Rasulullah saw adalah sosok yang patut dicontoh dan diteladani dalam segala aspek kehidupannya. Beliau merupakan sosok yang mandiri sejak muda. Sebelum lahir, ayahnya sudah meninggal, lalu disusul ibunya ketika usianya belum menginjak sepuluh tahun. Dan, baru saja sebentar dalam pengasuhan sang kakek, kakeknya pun meninggalkan beliau.
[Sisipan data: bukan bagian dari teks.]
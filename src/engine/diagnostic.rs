use crate::core::ledger_row::MalformedRowError;
use crate::core::scope::{CompanyCode, ScopeKey};
use serde::{Deserialize, Serialize};
use std::fmt;

/// A per-row or per-scope problem met during a run.
///
/// Diagnostics never abort a run; they travel with the result.
#[derive(Debug, Clone, PartialEq, Eq, Serialize, Deserialize)]
#[serde(tag = "kind", rename_all = "snake_case")]
pub enum Diagnostic {
    MalformedRow {
        row: usize,
        company_code: Option<CompanyCode>,
        reason: String,
    },
    ScopeSkipped {
        scope: ScopeKey,
        reason: String,
    },
    NoApplicableRule {
        scope: ScopeKey,
    },
    ClearingDateUnavailable {
        scope: ScopeKey,
        rule: String,
        reason: String,
    },
}

impl Diagnostic {
    /// The company code the diagnostic belongs to, if known.
    pub fn company_code(&self) -> Option<&CompanyCode> {
        match self {
            Diagnostic::MalformedRow { company_code, .. } => company_code.as_ref(),
            Diagnostic::ScopeSkipped { scope, .. }
            | Diagnostic::NoApplicableRule { scope }
            | Diagnostic::ClearingDateUnavailable { scope, .. } => Some(&scope.company_code),
        }
    }
}

impl From<&MalformedRowError> for Diagnostic {
    fn from(err: &MalformedRowError) -> Self {
        Diagnostic::MalformedRow {
            row: err.row,
            company_code: err.company_code.clone(),
            reason: err.reason.clone(),
        }
    }
}

impl fmt::Display for Diagnostic {
    fn fmt(&self, f: &mut fmt::Formatter<'_>) -> fmt::Result {
        match self {
            Diagnostic::MalformedRow {
                row,
                company_code: Some(code),
                reason,
            } => write!(f, "row {} of company code {} is malformed: {}", row, code, reason),
            Diagnostic::MalformedRow { row, reason, .. } => {
                write!(f, "row {} is malformed: {}", row, reason)
            }
            Diagnostic::ScopeSkipped { scope, reason } => {
                write!(f, "scope {} skipped: {}", scope, reason)
            }
            Diagnostic::NoApplicableRule { scope } => {
                write!(f, "no clearing rule applies to scope {}", scope)
            }
            Diagnostic::ClearingDateUnavailable {
                scope,
                rule,
                reason,
            } => write!(
                f,
                "scope {}: rule '{}' produced no clearing date: {}",
                scope, rule, reason
            ),
        }
    }
}
//! Crate-level error type.
//!
//! Module errors convert into [`Error`] with `?`. Only load-time
//! failures reach this type; per-row and per-scope problems travel as
//! diagnostics on the run result.

use crate::config::ConfigError;
use crate::core::calendar::{CalendarError, InvalidDateError};
use crate::core::ledger_row::MalformedRowError;
use crate::rules::rule_set::RuleParseError;
use thiserror::Error;

#[derive(Debug, Error)]
pub enum Error {
    #[error(transparent)]
    Config(#[from] ConfigError),
    #[error(transparent)]
    Rules(#[from] RuleParseError),
    #[error(transparent)]
    Calendar(#[from] CalendarError),
    #[error(transparent)]
    InvalidDate(#[from] InvalidDateError),
    #[error(transparent)]
    MalformedRow(#[from] MalformedRowError),
    #[error("cannot read ledger export: {0}")]
    Csv(#[from] csv::Error),
    #[error("I/O error: {0}")]
    Io(#[from] std::io::Error),
    #[error("cannot serialize run result: {0}")]
    Json(#[from] serde_json::Error),
    #[error("cannot start worker pool: {0}")]
    ThreadPool(#[from] rayon::ThreadPoolBuildError),
}

impl Error {
    /// Process exit code for this error.
    pub fn exit_code(&self) -> i32 {
        match self {
            Error::Config(_) | Error::Rules(_) | Error::Calendar(_) => 2,
            _ => 1,
        }
    }
}

pub type Result<T> = std::result::Result<T, Error>;
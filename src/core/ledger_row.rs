//! Raw ledger export rows and their conversion into open items.
//!
//! The export is CSV with a header line:
//! `document_id,company_code,country,account,amount,currency,posting_date,due_date,reference,assignment,trading_partner,text`.
//! Trailing columns may be omitted. Fields are read untrimmed so that
//! leading whitespace in assignments survives.

use crate::core::amount::Amount;
use crate::core::calendar::parse_date;
use crate::core::item::{ItemId, OpenItem};
use crate::core::scope::CompanyCode;
use csv::{ByteRecord, ReaderBuilder, Trim, Writer};
use serde::{Deserialize, Serialize};
use std::fs::File;
use std::io::{Read, Write};
use std::path::Path;
use thiserror::Error;

/// One unparsed line of a ledger export.
#[derive(Debug, Clone, Default, PartialEq, Eq, Serialize, Deserialize)]
pub struct LedgerRow {
    pub document_id: String,
    pub company_code: String,
    pub country: String,
    pub account: String,
    pub amount: String,
    #[serde(default)]
    pub currency: String,
    pub posting_date: String,
    #[serde(default)]
    pub due_date: String,
    #[serde(default)]
    pub reference: String,
    #[serde(default, alias = "assignment_key")]
    pub assignment: String,
    #[serde(default)]
    pub trading_partner: String,
    #[serde(default)]
    pub text: String,
}

/// A ledger row that violates the open item schema.
#[derive(Debug, Clone, PartialEq, Eq, Error)]
#[error("malformed ledger row {row}{}: {reason}", owner_suffix(.company_code))]
pub struct MalformedRowError {
    /// Zero-based index of the row in the export.
    pub row: usize,
    /// Owning company code, when it could be read.
    pub company_code: Option<CompanyCode>,
    pub reason: String,
}

fn owner_suffix(company_code: &Option<CompanyCode>) -> String {
    company_code
        .as_ref()
        .map(|c| format!(" (company code {})", c))
        .unwrap_or_default()
}

impl LedgerRow {
    /// Validate and convert into an open item identified by `row`.
    pub fn to_open_item(&self, row: usize) -> Result<OpenItem, MalformedRowError> {
        let company_code = CompanyCode::new(self.company_code.as_str());
        let owner = (!company_code.is_empty()).then(|| company_code.clone());
        let malformed = |reason: String| MalformedRowError {
            row,
            company_code: owner.clone(),
            reason,
        };

        if company_code.is_empty() {
            return Err(malformed("missing company code".to_string()));
        }
        if self.account.trim().is_empty() {
            return Err(malformed("missing account".to_string()));
        }
        if self.document_id.trim().is_empty() {
            return Err(malformed("missing document id".to_string()));
        }

        let amount = Amount::parse(&self.amount)
            .map_err(|e| malformed(format!("amount: {}", e)))?;
        let posting_date = parse_date(&self.posting_date)
            .map_err(|e| malformed(format!("posting date: {}", e)))?;

        let mut item = OpenItem::new(
            ItemId(row),
            self.document_id.as_str(),
            company_code,
            self.country.as_str(),
            self.account.as_str(),
            amount,
            posting_date,
        )
        .with_currency(self.currency.as_str())
        .with_reference(self.reference.as_str())
        .with_assignment_key(self.assignment.as_str())
        .with_trading_partner(self.trading_partner.as_str())
        .with_text(self.text.as_str());

        if !self.due_date.trim().is_empty() {
            let due_date = parse_date(&self.due_date)
                .map_err(|e| malformed(format!("due date: {}", e)))?;
            item = item.with_due_date(due_date);
        }

        Ok(item)
    }
}

/// A ledger export as read from CSV, one record per data line.
///
/// Lines that cannot be decoded into a [`LedgerRow`] are kept in place as
/// [`MalformedRowError`]s, so row indices stay aligned with the file.
#[derive(Debug, Clone, Default, PartialEq, Eq)]
pub struct LedgerExport {
    records: Vec<Result<LedgerRow, MalformedRowError>>,
}

impl LedgerExport {
    pub fn records(&self) -> &[Result<LedgerRow, MalformedRowError>] {
        &self.records
    }

    /// Rows that decoded, in file order.
    pub fn rows(&self) -> impl Iterator<Item = &LedgerRow> {
        self.records.iter().filter_map(|r| r.as_ref().ok())
    }

    /// Lines that could not be decoded.
    pub fn rejected(&self) -> impl Iterator<Item = &MalformedRowError> {
        self.records.iter().filter_map(|r| r.as_ref().err())
    }

    pub fn len(&self) -> usize {
        self.records.len()
    }

    pub fn is_empty(&self) -> bool {
        self.records.is_empty()
    }
}

impl From<Vec<LedgerRow>> for LedgerExport {
    fn from(rows: Vec<LedgerRow>) -> Self {
        Self {
            records: rows.into_iter().map(Ok).collect(),
        }
    }
}

/// Read a ledger export from CSV.
///
/// A line that does not decode is rejected on its own; only I/O failures
/// and an unreadable header fail the whole export.
pub fn read_ledger_csv<R: Read>(reader: R) -> Result<LedgerExport, csv::Error> {
    let mut rdr = ReaderBuilder::new()
        .flexible(true)
        .trim(Trim::None)
        .from_reader(reader);
    let headers = rdr.byte_headers()?.clone();
    let owner_column = headers
        .iter()
        .position(|h| h == b"company_code")
        .unwrap_or(1);

    let mut records = Vec::new();
    for (row, result) in rdr.byte_records().enumerate() {
        let record = match result {
            Ok(record) => record,
            Err(err) if err.is_io_error() => return Err(err),
            Err(err) => {
                records.push(Err(MalformedRowError {
                    row,
                    company_code: None,
                    reason: err.to_string(),
                }));
                continue;
            }
        };
        let decoded = record
            .deserialize::<LedgerRow>(Some(&headers))
            .map_err(|err| MalformedRowError {
                row,
                company_code: record_owner(&record, owner_column),
                reason: err.to_string(),
            });
        records.push(decoded);
    }
    Ok(LedgerExport { records })
}

fn record_owner(record: &ByteRecord, column: usize) -> Option<CompanyCode> {
    let field = std::str::from_utf8(record.get(column)?).ok()?;
    let code = CompanyCode::new(field);
    (!code.is_empty()).then_some(code)
}

/// Read a ledger export from a CSV file on disk.
pub fn read_ledger_file(path: impl AsRef<Path>) -> Result<LedgerExport, csv::Error> {
    let file = File::open(path.as_ref())?;
    read_ledger_csv(file)
}

/// Write ledger rows as CSV with a header line.
pub fn write_ledger_csv<W: Write>(rows: &[LedgerRow], writer: W) -> Result<(), csv::Error> {
    let mut wtr = Writer::from_writer(writer);
    for row in rows {
        wtr.serialize(row)?;
    }
    wtr.flush()?;
    Ok(())
}

#[cfg(test)]
mod tests {
    use super::*;
    use chrono::NaiveDate;

    fn row() -> LedgerRow {
        LedgerRow {
            document_id: "1900000001".into(),
            company_code: "1000".into(),
            country: "DE".into(),
            account: "24182000".into(),
            amount: "1.000,00-".into(),
            currency: "EUR".into(),
            posting_date: "03.06.2024".into(),
            reference: "INV-42".into(),
            assignment: "  A1 ".into(),
            ..Default::default()
        }
    }

    #[test]
    fn test_row_conversion() {
        let item = row().to_open_item(4).unwrap();
        assert_eq!(item.id(), ItemId(4));
        assert_eq!(item.amount(), Amount::from_minor(-100_000));
        assert_eq!(item.posting_date(), NaiveDate::from_ymd_opt(2024, 6, 3).unwrap());
        assert_eq!(item.assignment_key(), "  A1");
        assert_eq!(item.due_date(), None);
    }

    #[test]
    fn test_missing_company_code() {
        let mut bad = row();
        bad.company_code = "  ".into();
        let err = bad.to_open_item(2).unwrap_err();
        assert_eq!(err.row, 2);
        assert_eq!(err.company_code, None);
        assert!(err.reason.contains("company code"));
    }

    #[test]
    fn test_bad_amount_keeps_owner() {
        let mut bad = row();
        bad.amount = "n/a".into();
        let err = bad.to_open_item(9).unwrap_err();
        assert_eq!(err.company_code, Some(CompanyCode::new("1000")));
        assert!(err.to_string().contains("row 9 (company code 1000)"));
    }

    #[test]
    fn test_bad_due_date() {
        let mut bad = row();
        bad.due_date = "31.02.2024".into();
        assert!(bad.to_open_item(0).unwrap_err().reason.starts_with("due date"));
    }

    #[test]
    fn test_read_csv_with_optional_columns() {
        let data = "\
document_id,company_code,country,account,amount,currency,posting_date,due_date,reference,assignment
100,1000,DE,24182000,250.00,EUR,2024-06-03,,R1,  X
101,1000,DE,24182000,-250.00,EUR,2024-06-04,2024-07-04,R1,  X
";
        let export = read_ledger_csv(data.as_bytes()).unwrap();
        let rows: Vec<&LedgerRow> = export.rows().collect();
        assert_eq!(rows.len(), 2);
        assert_eq!(rows[0].assignment, "  X");
        assert_eq!(rows[1].due_date, "2024-07-04");
        assert_eq!(rows[1].text, "");
    }

    #[test]
    fn test_write_then_read() {
        let mut out = Vec::new();
        write_ledger_csv(&[row()], &mut out).unwrap();
        let text = String::from_utf8(out).unwrap();
        assert!(text.starts_with("document_id,company_code,country"));

        let export = read_ledger_csv(text.as_bytes()).unwrap();
        assert_eq!(export, LedgerExport::from(vec![row()]));
    }

    #[test]
    fn test_truncated_line_rejected_alone() {
        let data = "\
document_id,company_code,country,account,amount,currency,posting_date
1,1000,DE,24182000,10.00,EUR,2024-06-03
2,1000,DE,24182000
3,2000,FR,24182000,5.00,EUR,2024-06-03
4,2000,FR,24182000,-5.00,EUR,2024-06-04
";
        let export = read_ledger_csv(data.as_bytes()).unwrap();
        assert_eq!(export.len(), 4);
        assert_eq!(export.rows().count(), 3);

        let rejected: Vec<&MalformedRowError> = export.rejected().collect();
        assert_eq!(rejected.len(), 1);
        assert_eq!(rejected[0].row, 1);
        assert_eq!(rejected[0].company_code, Some(CompanyCode::new("1000")));
    }

    #[test]
    fn test_invalid_utf8_rejected_alone() {
        let mut data = b"document_id,company_code,country,account,amount,currency,posting_date\n".to_vec();
        data.extend_from_slice(b"1,2000,FR,24182000,5.00,EUR,2024-06-03\n");
        data.extend_from_slice(b"2,1000,DE,24182000,5.00,\xff\xfe,2024-06-03\n");
        let export = read_ledger_csv(data.as_slice()).unwrap();

        assert_eq!(export.rows().count(), 1);
        let rejected: Vec<&MalformedRowError> = export.rejected().collect();
        assert_eq!(rejected[0].row, 1);
        assert_eq!(rejected[0].company_code, Some(CompanyCode::new("1000")));
    }
}
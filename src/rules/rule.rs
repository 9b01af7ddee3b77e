use crate::core::item::OpenItem;
use crate::core::scope::{CompanyCode, Country};
use chrono::NaiveDate;
use serde::{Deserialize, Serialize};
use std::fmt;

/// Which company codes a rule applies to.
#[derive(Debug, Clone, PartialEq, Eq)]
pub enum CompanyCodePattern {
    /// `*` or empty: every company code.
    Any,
    /// `10*`: every company code starting with the prefix.
    Prefix(String),
    /// A single company code.
    Exact(CompanyCode),
}

impl CompanyCodePattern {
    /// Parse a pattern. Returns `None` when `*` appears anywhere but at
    /// the end.
    pub fn parse(pattern: &str) -> Option<Self> {
        let trimmed = pattern.trim();
        if trimmed.is_empty() || trimmed == "*" {
            return Some(Self::Any);
        }
        match trimmed.strip_suffix('*') {
            Some(prefix) if !prefix.contains('*') => Some(Self::Prefix(prefix.to_string())),
            Some(_) => None,
            None if trimmed.contains('*') => None,
            None => Some(Self::Exact(CompanyCode::new(trimmed))),
        }
    }

    pub fn matches(&self, code: &CompanyCode) -> bool {
        match self {
            Self::Any => true,
            Self::Prefix(prefix) => code.as_str().starts_with(prefix.as_str()),
            Self::Exact(exact) => exact == code,
        }
    }
}

impl fmt::Display for CompanyCodePattern {
    fn fmt(&self, f: &mut fmt::Formatter<'_>) -> fmt::Result {
        match self {
            Self::Any => write!(f, "*"),
            Self::Prefix(prefix) => write!(f, "{}*", prefix),
            Self::Exact(code) => write!(f, "{}", code),
        }
    }
}

/// How narrowly a rule scope targets a company code.
///
/// Variants are declared from least to most specific, so the derived
/// ordering ranks them.
#[derive(Debug, Clone, Copy, PartialEq, Eq, PartialOrd, Ord, Hash)]
pub enum Specificity {
    Wildcard,
    Country,
    CompanyPrefix,
    CompanyExact,
}

/// The organizational scope a rule applies to.
#[derive(Debug, Clone, PartialEq, Eq)]
pub struct RuleScope {
    pub company_code: CompanyCodePattern,
    pub country: Option<Country>,
}

impl RuleScope {
    pub fn new(company_code: CompanyCodePattern, country: Option<Country>) -> Self {
        Self {
            company_code,
            country,
        }
    }

    /// Scope matching exactly one company code in any country.
    pub fn company(code: &str) -> Self {
        Self::new(CompanyCodePattern::Exact(CompanyCode::new(code)), None)
    }

    /// Scope matching every company code of a country.
    pub fn country(country: &str) -> Self {
        Self::new(CompanyCodePattern::Any, Some(Country::new(country)))
    }

    pub fn wildcard() -> Self {
        Self::new(CompanyCodePattern::Any, None)
    }

    pub fn matches(&self, company_code: &CompanyCode, country: &Country) -> bool {
        self.company_code.matches(company_code)
            && self.country.as_ref().map_or(true, |c| c == country)
    }

    pub fn specificity(&self) -> Specificity {
        match (&self.company_code, &self.country) {
            (CompanyCodePattern::Exact(_), _) => Specificity::CompanyExact,
            (CompanyCodePattern::Prefix(_), _) => Specificity::CompanyPrefix,
            (CompanyCodePattern::Any, Some(_)) => Specificity::Country,
            (CompanyCodePattern::Any, None) => Specificity::Wildcard,
        }
    }
}

impl fmt::Display for RuleScope {
    fn fmt(&self, f: &mut fmt::Formatter<'_>) -> fmt::Result {
        match &self.country {
            Some(country) => write!(f, "{}/{}", self.company_code, country),
            None => write!(f, "{}/*", self.company_code),
        }
    }
}

/// An item field used to bucket candidate items.
#[derive(Debug, Clone, Copy, PartialEq, Eq, Hash)]
pub enum MatchKey {
    Reference,
    AssignmentKey,
    DocumentId,
    DueDate,
    PostingDate,
    TradingPartner,
    Text,
}

impl MatchKey {
    pub fn parse(name: &str) -> Option<Self> {
        match name.trim() {
            "reference" => Some(Self::Reference),
            "assignment_key" | "assignment" => Some(Self::AssignmentKey),
            "document_id" => Some(Self::DocumentId),
            "due_date" => Some(Self::DueDate),
            "posting_date" => Some(Self::PostingDate),
            "trading_partner" => Some(Self::TradingPartner),
            "text" => Some(Self::Text),
            _ => None,
        }
    }

    pub fn name(&self) -> &'static str {
        match self {
            Self::Reference => "reference",
            Self::AssignmentKey => "assignment_key",
            Self::DocumentId => "document_id",
            Self::DueDate => "due_date",
            Self::PostingDate => "posting_date",
            Self::TradingPartner => "trading_partner",
            Self::Text => "text",
        }
    }

    /// The item's value for this key, or `None` when the field is blank.
    pub fn extract(&self, item: &OpenItem) -> Option<String> {
        let text = match self {
            Self::Reference => item.reference(),
            Self::AssignmentKey => item.assignment_key(),
            Self::DocumentId => item.document_id(),
            Self::TradingPartner => item.trading_partner(),
            Self::Text => item.text(),
            Self::DueDate => return item.due_date().map(|d| d.to_string()),
            Self::PostingDate => return Some(item.posting_date().to_string()),
        };
        (!text.trim().is_empty()).then(|| text.to_string())
    }
}

/// A way of finding a zero-sum subset inside one bucket.
#[derive(Debug, Clone, Copy, PartialEq, Eq, Hash, Serialize, Deserialize)]
#[serde(rename_all = "snake_case")]
pub enum ClosureStrategy {
    /// Exact debit/credit offsets of equal magnitude.
    Pair,
    /// All still-open bucket members together.
    FullBucket,
    /// The longest posting-date-ordered prefix that nets to zero.
    RunningBalance,
}

impl ClosureStrategy {
    pub fn parse(name: &str) -> Option<Self> {
        match name.trim() {
            "pair" => Some(Self::Pair),
            "full_bucket" => Some(Self::FullBucket),
            "running_balance" => Some(Self::RunningBalance),
            _ => None,
        }
    }
}

impl fmt::Display for ClosureStrategy {
    fn fmt(&self, f: &mut fmt::Formatter<'_>) -> fmt::Result {
        let name = match self {
            Self::Pair => "pair",
            Self::FullBucket => "full_bucket",
            Self::RunningBalance => "running_balance",
        };
        write!(f, "{}", name)
    }
}

/// Where a group's clearing date comes from.
#[derive(Debug, Clone, Copy, Default, PartialEq, Eq, Serialize, Deserialize)]
#[serde(rename_all = "snake_case")]
pub enum ClearingDateBasis {
    /// The latest member posting date.
    #[default]
    LatestPosting,
    /// The run's period clearing date, never earlier than the latest
    /// member posting date.
    PeriodClose,
}

/// A validated clearing rule.
#[derive(Debug, Clone, PartialEq, Eq)]
pub struct ClearingRule {
    pub id: String,
    pub scope: RuleScope,
    pub match_keys: Vec<MatchKey>,
    /// Maximum absolute net amount of a group, in minor units.
    pub amount_tolerance: u64,
    /// Items posted more than this many days before the run are ignored.
    pub max_age_days: Option<u32>,
    pub requires_business_day: bool,
    pub strategies: Vec<ClosureStrategy>,
    pub clearing_date: ClearingDateBasis,
    /// Restrict to these accounts; empty means every account.
    pub accounts: Vec<String>,
    /// Restrict to these trading partners; empty means every partner.
    pub trading_partners: Vec<String>,
}

impl ClearingRule {
    pub const DEFAULT_STRATEGIES: [ClosureStrategy; 2] =
        [ClosureStrategy::Pair, ClosureStrategy::FullBucket];

    pub fn new(id: impl Into<String>, scope: RuleScope) -> Self {
        Self {
            id: id.into(),
            scope,
            match_keys: Vec::new(),
            amount_tolerance: 0,
            max_age_days: None,
            requires_business_day: false,
            strategies: Self::DEFAULT_STRATEGIES.to_vec(),
            clearing_date: ClearingDateBasis::default(),
            accounts: Vec::new(),
            trading_partners: Vec::new(),
        }
    }

    pub fn with_match_keys(mut self, keys: impl IntoIterator<Item = MatchKey>) -> Self {
        self.match_keys = keys.into_iter().collect();
        self
    }

    pub fn with_tolerance(mut self, tolerance: u64) -> Self {
        self.amount_tolerance = tolerance;
        self
    }

    pub fn with_max_age_days(mut self, days: u32) -> Self {
        self.max_age_days = Some(days);
        self
    }

    pub fn with_business_day(mut self, required: bool) -> Self {
        self.requires_business_day = required;
        self
    }

    pub fn with_strategies(mut self, strategies: impl IntoIterator<Item = ClosureStrategy>) -> Self {
        self.strategies = strategies.into_iter().collect();
        self
    }

    pub fn with_clearing_date(mut self, basis: ClearingDateBasis) -> Self {
        self.clearing_date = basis;
        self
    }

    pub fn with_accounts<S: Into<String>>(mut self, accounts: impl IntoIterator<Item = S>) -> Self {
        self.accounts = accounts.into_iter().map(Into::into).collect();
        self
    }

    pub fn with_trading_partners<S: Into<String>>(
        mut self,
        partners: impl IntoIterator<Item = S>,
    ) -> Self {
        self.trading_partners = partners.into_iter().map(Into::into).collect();
        self
    }

    /// Whether `item` is a candidate for this rule on a run dated `as_of`.
    pub fn admits(&self, item: &OpenItem, as_of: NaiveDate) -> bool {
        if !self.accounts.is_empty() && !self.accounts.iter().any(|a| a == item.account()) {
            return false;
        }
        if !self.trading_partners.is_empty()
            && !self.trading_partners.iter().any(|p| p == item.trading_partner())
        {
            return false;
        }
        match self.max_age_days {
            Some(max) => item.age_days(as_of) <= i64::from(max),
            None => true,
        }
    }

    /// Match key values for `item`, or `None` if any key field is blank.
    pub fn key_parts(&self, item: &OpenItem) -> Option<Vec<String>> {
        self.match_keys.iter().map(|k| k.extract(item)).collect()
    }
}

#[cfg(test)]
mod tests {
    use super::*;
    use crate::core::amount::Amount;
    use crate::core::item::ItemId;

    fn item() -> OpenItem {
        OpenItem::new(
            ItemId(0),
            "100",
            "1000",
            "DE",
            "24182000",
            Amount::from_minor(500),
            NaiveDate::from_ymd_opt(2024, 6, 3).unwrap(),
        )
        .with_reference("R1")
        .with_trading_partner("0073")
    }

    #[test]
    fn test_pattern_parse() {
        assert_eq!(CompanyCodePattern::parse("*"), Some(CompanyCodePattern::Any));
        assert_eq!(CompanyCodePattern::parse(""), Some(CompanyCodePattern::Any));
        assert_eq!(
            CompanyCodePattern::parse("10*"),
            Some(CompanyCodePattern::Prefix("10".into()))
        );
        assert_eq!(
            CompanyCodePattern::parse("1000"),
            Some(CompanyCodePattern::Exact(CompanyCode::new("1000")))
        );
        assert_eq!(CompanyCodePattern::parse("1*0"), None);
        assert_eq!(CompanyCodePattern::parse("**"), None);
    }

    #[test]
    fn test_scope_matching_and_specificity() {
        let code = CompanyCode::new("1052");
        let sk = Country::new("SK");
        let prefix = RuleScope::new(CompanyCodePattern::Prefix("10".into()), None);

        assert!(RuleScope::company("1052").matches(&code, &sk));
        assert!(prefix.matches(&code, &sk));
        assert!(RuleScope::country("SK").matches(&code, &sk));
        assert!(!RuleScope::country("CZ").matches(&code, &sk));
        assert!(RuleScope::wildcard().matches(&code, &sk));

        assert!(RuleScope::company("1052").specificity() > prefix.specificity());
        assert!(prefix.specificity() > RuleScope::country("SK").specificity());
        assert!(RuleScope::country("SK").specificity() > RuleScope::wildcard().specificity());
    }

    #[test]
    fn test_match_key_extraction() {
        let item = item();
        assert_eq!(MatchKey::Reference.extract(&item), Some("R1".to_string()));
        assert_eq!(MatchKey::AssignmentKey.extract(&item), None);
        assert_eq!(MatchKey::DueDate.extract(&item), None);
        assert_eq!(MatchKey::PostingDate.extract(&item), Some("2024-06-03".to_string()));
        assert_eq!(MatchKey::parse("assignment"), Some(MatchKey::AssignmentKey));
        assert_eq!(MatchKey::parse("colour"), None);
    }

    #[test]
    fn test_key_parts_require_every_field() {
        let rule = ClearingRule::new("r", RuleScope::wildcard())
            .with_match_keys([MatchKey::Reference, MatchKey::AssignmentKey]);
        assert_eq!(rule.key_parts(&item()), None);
        assert_eq!(
            rule.key_parts(&item().with_assignment_key("A")),
            Some(vec!["R1".to_string(), "A".to_string()])
        );
    }

    #[test]
    fn test_admits_filters() {
        let as_of = NaiveDate::from_ymd_opt(2024, 6, 13).unwrap();
        let base = ClearingRule::new("r", RuleScope::wildcard());
        assert!(base.admits(&item(), as_of));
        assert!(!base.clone().with_accounts(["1"]).admits(&item(), as_of));
        assert!(base.clone().with_trading_partners(["0073"]).admits(&item(), as_of));
        assert!(!base.clone().with_trading_partners(["0099"]).admits(&item(), as_of));
        assert!(base.clone().with_max_age_days(10).admits(&item(), as_of));
        assert!(!base.with_max_age_days(9).admits(&item(), as_of));
    }
}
Setelah itu beliau kemudian diasuh sang paman, Abu Thalib. Karena Abu Thalib  mempunyai banyak anak, maka Muhammad kecil turun membantu meringankan beban Sang paman dengan mengembalakan kambing. Muhammad, adalah sosok pemuda yang sangat mandiri di usia yang sangat belia dan tidak tergantung pada orang lain. Keluhuran budi dan ketangguhan mentalnya yang tak terbanding seakan menjadi pertanda kenabiannya.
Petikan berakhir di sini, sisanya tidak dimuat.